What does it mean to be a great example? The size of the model – the trained neural network – is measured by the number of components involved. This is the content of the network that is constantly updated during training and then used to generate model predictions. In short, the more complex the model, the more information that can be incorporated into its research, as well as its predictions about the new data will be.
GPT-3 has 175 billion units – 10 times more than its predecessor, GPT-2. But the GPT-3 is smaller than the 2021 class. Jurassic-1, the largest commercial language launched by US startup AI21 Labs in September, on the edge of the GPT-3 with 178 billion shares. Gopher, a new version released by DeepMind in December, owns 280 billion shares. Megatron-Turing NLG is worth 530 billion. The Google Switch-Transformer and GLaM models have a share of 1.2 trillion respectively.

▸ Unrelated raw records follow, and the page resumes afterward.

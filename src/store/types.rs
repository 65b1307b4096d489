//! Record types for the cart-recovery store
//!
//! - `AbandonedCart` / `NewAbandonedCart` / `CartPatch`: shopping carts left
//!   before checkout and the single-row updates issued against them
//! - `RecoveryCampaign` / `NewRecoveryCampaign`: configured message sequences
//! - `Subscription` / `NewSubscription`: plans created by successful payments

use chrono::{DateTime, Utc};
use serde::{Deserialize, Serialize};
use std::fmt;
use std::str::FromStr;
use uuid::Uuid;

/// A line in an abandoned cart
#[derive(Debug, Clone, Serialize, Deserialize, PartialEq)]
pub struct CartItem {
    pub id: String,
    pub name: String,
    pub price: f64,
    pub quantity: u32,
    #[serde(default, skip_serializing_if = "Option::is_none")]
    pub image: Option<String>,
}

impl CartItem {
    pub fn new(id: impl Into<String>, name: impl Into<String>, price: f64, quantity: u32) -> Self {
        Self {
            id: id.into(),
            name: name.into(),
            price,
            quantity,
            image: None,
        }
    }

    pub fn line_total(&self) -> f64 {
        self.price * self.quantity as f64
    }
}

/// A shopping cart recorded before checkout completion
#[derive(Debug, Clone, Serialize, Deserialize, PartialEq)]
pub struct AbandonedCart {
    pub id: Uuid,
    pub user_email: String,
    pub cart_value: f64,
    pub items: Vec<CartItem>,
    pub abandoned_at: DateTime<Utc>,
    pub recovered: bool,
    pub recovery_email_sent: bool,
    pub recovery_email_sent_at: Option<DateTime<Utc>>,
    pub recovery_email_opened: bool,
}

impl AbandonedCart {
    /// Total number of units across all lines
    pub fn item_count(&self) -> u32 {
        self.items.iter().map(|i| i.quantity).sum()
    }

    pub fn status(&self) -> RecoveryStatus {
        if self.recovered {
            RecoveryStatus::Recovered
        } else if !self.recovery_email_sent {
            RecoveryStatus::NotSent
        } else {
            RecoveryStatus::NotRecovered
        }
    }

    pub(crate) fn apply(&mut self, patch: &CartPatch) {
        if let Some(recovered) = patch.recovered {
            self.recovered = recovered;
        }
        if let Some(sent) = patch.recovery_email_sent {
            self.recovery_email_sent = sent;
        }
        if let Some(sent_at) = patch.recovery_email_sent_at {
            self.recovery_email_sent_at = sent_at;
        }
        if let Some(opened) = patch.recovery_email_opened {
            self.recovery_email_opened = opened;
        }
    }
}

/// Where a cart stands in the recovery flow
#[derive(Debug, Clone, Copy, PartialEq, Eq, Serialize, Deserialize)]
pub enum RecoveryStatus {
    #[serde(rename = "Recovered")]
    Recovered,
    #[serde(rename = "Not Recovered")]
    NotRecovered,
    #[serde(rename = "Not Sent")]
    NotSent,
}

impl fmt::Display for RecoveryStatus {
    fn fmt(&self, f: &mut fmt::Formatter<'_>) -> fmt::Result {
        match self {
            RecoveryStatus::Recovered => write!(f, "Recovered"),
            RecoveryStatus::NotRecovered => write!(f, "Not Recovered"),
            RecoveryStatus::NotSent => write!(f, "Not Sent"),
        }
    }
}

/// Insert payload for an abandoned cart (everything but the id)
#[derive(Debug, Clone, Serialize, Deserialize, PartialEq)]
pub struct NewAbandonedCart {
    pub user_email: String,
    pub cart_value: f64,
    pub items: Vec<CartItem>,
    #[serde(default = "Utc::now")]
    pub abandoned_at: DateTime<Utc>,
    #[serde(default)]
    pub recovered: bool,
    #[serde(default)]
    pub recovery_email_sent: bool,
    #[serde(default)]
    pub recovery_email_sent_at: Option<DateTime<Utc>>,
    #[serde(default)]
    pub recovery_email_opened: bool,
}

impl NewAbandonedCart {
    /// Cart abandoned now, with its value summed from the items
    pub fn new(user_email: impl Into<String>, items: Vec<CartItem>) -> Self {
        let cart_value = items.iter().map(CartItem::line_total).sum();
        Self {
            user_email: user_email.into(),
            cart_value,
            items,
            abandoned_at: Utc::now(),
            recovered: false,
            recovery_email_sent: false,
            recovery_email_sent_at: None,
            recovery_email_opened: false,
        }
    }

    pub fn abandoned_at(mut self, at: DateTime<Utc>) -> Self {
        self.abandoned_at = at;
        self
    }

    pub fn recovered(mut self, recovered: bool) -> Self {
        self.recovered = recovered;
        self
    }

    pub fn email_sent(mut self, at: DateTime<Utc>, opened: bool) -> Self {
        self.recovery_email_sent = true;
        self.recovery_email_sent_at = Some(at);
        self.recovery_email_opened = opened;
        self
    }

    pub(crate) fn into_cart(self, id: Uuid) -> AbandonedCart {
        AbandonedCart {
            id,
            user_email: self.user_email,
            cart_value: self.cart_value,
            items: self.items,
            abandoned_at: self.abandoned_at,
            recovered: self.recovered,
            recovery_email_sent: self.recovery_email_sent,
            recovery_email_sent_at: self.recovery_email_sent_at,
            recovery_email_opened: self.recovery_email_opened,
        }
    }
}

/// Single-row update of a cart's recovery fields; `None` leaves a field as is
#[derive(Debug, Clone, Default, PartialEq)]
pub struct CartPatch {
    pub recovered: Option<bool>,
    pub recovery_email_sent: Option<bool>,
    pub recovery_email_sent_at: Option<Option<DateTime<Utc>>>,
    pub recovery_email_opened: Option<bool>,
}

impl CartPatch {
    pub fn recovered() -> Self {
        Self {
            recovered: Some(true),
            ..Default::default()
        }
    }

    pub fn email_sent(at: DateTime<Utc>) -> Self {
        Self {
            recovery_email_sent: Some(true),
            recovery_email_sent_at: Some(Some(at)),
            ..Default::default()
        }
    }

    pub fn email_opened() -> Self {
        Self {
            recovery_email_opened: Some(true),
            ..Default::default()
        }
    }
}

/// Equality filters for listing carts
#[derive(Debug, Clone, Default, PartialEq, Deserialize)]
pub struct CartFilter {
    #[serde(default)]
    pub recovered: Option<bool>,
    #[serde(default)]
    pub user_email: Option<String>,
}

/// Lifecycle state of a recovery campaign
#[derive(Debug, Clone, Copy, PartialEq, Eq, Hash, Serialize, Deserialize)]
#[serde(rename_all = "lowercase")]
pub enum CampaignStatus {
    Active,
    Draft,
    Archived,
}

impl CampaignStatus {
    pub fn as_str(&self) -> &'static str {
        match self {
            CampaignStatus::Active => "active",
            CampaignStatus::Draft => "draft",
            CampaignStatus::Archived => "archived",
        }
    }
}

impl fmt::Display for CampaignStatus {
    fn fmt(&self, f: &mut fmt::Formatter<'_>) -> fmt::Result {
        f.write_str(self.as_str())
    }
}

impl FromStr for CampaignStatus {
    type Err = String;

    fn from_str(s: &str) -> Result<Self, Self::Err> {
        match s.to_lowercase().as_str() {
            "active" => Ok(CampaignStatus::Active),
            "draft" => Ok(CampaignStatus::Draft),
            "archived" => Ok(CampaignStatus::Archived),
            _ => Err(format!(
                "Invalid campaign status: {}. Use active, draft, or archived",
                s
            )),
        }
    }
}

/// A configured sequence of outbound recovery messages
#[derive(Debug, Clone, Serialize, Deserialize, PartialEq)]
pub struct RecoveryCampaign {
    pub id: Uuid,
    pub name: String,
    pub status: CampaignStatus,
    pub channels: Vec<String>,
    pub time_triggers: Vec<String>,
    pub message_templates: serde_json::Map<String, serde_json::Value>,
    pub created_at: DateTime<Utc>,
    pub updated_at: DateTime<Utc>,
}

/// Insert payload for a campaign (id and timestamps are assigned by the store)
#[derive(Debug, Clone, Serialize, Deserialize, PartialEq)]
pub struct NewRecoveryCampaign {
    pub name: String,
    pub status: CampaignStatus,
    #[serde(default)]
    pub channels: Vec<String>,
    #[serde(default)]
    pub time_triggers: Vec<String>,
    #[serde(default)]
    pub message_templates: serde_json::Map<String, serde_json::Value>,
}

impl NewRecoveryCampaign {
    pub fn new(name: impl Into<String>, status: CampaignStatus) -> Self {
        Self {
            name: name.into(),
            status,
            channels: Vec::new(),
            time_triggers: Vec::new(),
            message_templates: serde_json::Map::new(),
        }
    }

    pub fn channel(mut self, channel: impl Into<String>) -> Self {
        self.channels.push(channel.into());
        self
    }

    pub fn trigger(mut self, trigger: impl Into<String>) -> Self {
        self.time_triggers.push(trigger.into());
        self
    }

    pub fn template(mut self, key: impl Into<String>, value: impl Into<String>) -> Self {
        self.message_templates
            .insert(key.into(), serde_json::Value::String(value.into()));
        self
    }

    pub(crate) fn into_campaign(self, id: Uuid, now: DateTime<Utc>) -> RecoveryCampaign {
        RecoveryCampaign {
            id,
            name: self.name,
            status: self.status,
            channels: self.channels,
            time_triggers: self.time_triggers,
            message_templates: self.message_templates,
            created_at: now,
            updated_at: now,
        }
    }
}

/// A plan created for a customer after a successful recovery payment
#[derive(Debug, Clone, Serialize, Deserialize, PartialEq)]
pub struct Subscription {
    pub id: Uuid,
    pub user_email: String,
    pub plan_type: String,
    pub amount: f64,
    pub status: String,
    pub created_at: DateTime<Utc>,
    pub expires_at: DateTime<Utc>,
}

#[derive(Debug, Clone, Serialize, Deserialize, PartialEq)]
pub struct NewSubscription {
    pub user_email: String,
    pub plan_type: String,
    pub amount: f64,
    pub status: String,
    pub expires_at: DateTime<Utc>,
}

impl NewSubscription {
    pub(crate) fn into_subscription(self, id: Uuid, now: DateTime<Utc>) -> Subscription {
        Subscription {
            id,
            user_email: self.user_email,
            plan_type: self.plan_type,
            amount: self.amount,
            status: self.status,
            created_at: now,
            expires_at: self.expires_at,
        }
    }
}

#[cfg(test)]
mod tests {
    use super::*;

    fn sample_items() -> Vec<CartItem> {
        vec![
            CartItem::new("p1", "Ultra HD Smart TV", 699.99, 1),
            CartItem::new("p3", "Smart Home Speaker", 129.99, 2),
        ]
    }

    #[test]
    fn test_new_cart_sums_items() {
        let cart = NewAbandonedCart::new("alex@example.com", sample_items());
        assert!((cart.cart_value - 959.97).abs() < 1e-9);
        assert!(!cart.recovered);
        assert!(cart.recovery_email_sent_at.is_none());
    }

    #[test]
    fn test_status_derivation() {
        let mut cart = NewAbandonedCart::new("a@example.com", sample_items()).into_cart(Uuid::new_v4());
        assert_eq!(cart.status(), RecoveryStatus::NotSent);

        cart.apply(&CartPatch::email_sent(Utc::now()));
        assert_eq!(cart.status(), RecoveryStatus::NotRecovered);

        cart.apply(&CartPatch::recovered());
        assert_eq!(cart.status(), RecoveryStatus::Recovered);
        assert_eq!(cart.status().to_string(), "Recovered");
        assert_eq!(cart.item_count(), 3);
    }

    #[test]
    fn test_patch_leaves_unset_fields() {
        let sent_at = Utc::now();
        let mut cart = NewAbandonedCart::new("a@example.com", sample_items())
            .email_sent(sent_at, true)
            .into_cart(Uuid::new_v4());

        cart.apply(&CartPatch::recovered());
        assert!(cart.recovered);
        assert!(cart.recovery_email_sent);
        assert_eq!(cart.recovery_email_sent_at, Some(sent_at));
        assert!(cart.recovery_email_opened);
    }

    #[test]
    fn test_campaign_status_parse() {
        assert_eq!("ACTIVE".parse::<CampaignStatus>().unwrap(), CampaignStatus::Active);
        assert_eq!("draft".parse::<CampaignStatus>().unwrap(), CampaignStatus::Draft);
        assert!("paused".parse::<CampaignStatus>().is_err());
    }

    #[test]
    fn test_new_cart_deserialize_defaults() {
        let json = r#"{
            "user_email": "jane.smith@example.com",
            "cart_value": 249.99,
            "items": [{"id": "p2", "name": "Headphones", "price": 249.99, "quantity": 1}]
        }"#;
        let cart: NewAbandonedCart = serde_json::from_str(json).unwrap();
        assert!(!cart.recovered);
        assert!(!cart.recovery_email_sent);
        assert_eq!(cart.items[0].image, None);
    }

    #[test]
    fn test_recovery_status_serialize() {
        let json = serde_json::to_string(&RecoveryStatus::NotSent).unwrap();
        assert_eq!(json, "\"Not Sent\"");
    }
}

What is happening is not limited to the US. This year Chinese tech giant Huawei has launched a $ 200 billion platform called PanGu. Inspur, a Chinese company, produced 1.0 billion yuan, a sample of 245 billion. Baidu and Peng Cheng Laboratory, a research organization in Shenzhen, have launched PCL-BAIDU Wenxin, a model with 280 billion units that Baidu is already using for a variety of purposes, including online research, news feeds, and smart speakers. And Beijing Academy of AI announced Wu Dao 2.0, which has 1.75 trillion shares.
To date, South Korean online research company Naver has announced the HyperCLOVA brand, with a total of 204 billion shares.
Each of these is a well-known professional work. To begin with, teaching a model with more than 100 billion segments is a major pipeline problem: hundreds of individual GPUs – training tools for neural networks – need to be connected and interconnected, and the division of training data must be in chunks. he distributed among them in the proper order at the proper time.
Major languages have become well-known works that demonstrate the potential of the industry. Yet a few of these new models promote further research beyond repetition showing that enhancement leads to better outcomes.
There are several innovations. When trained, Google Switch-Transformer and GLaM use a small fraction of their predictive components, thus saving computer power. PCL-Baidu Wenxin incorporates the GPT-3 version with a knowledge graph, a method used in symbolic old-school AI to preserve the facts. And besides Gopher, DeepMind was released Image of RETRO, a language model with only 7 billion sections competing with others multiplying 25 times its size by looking through the text archive as it creates text. This makes RETRO cheaper in training than its competitors.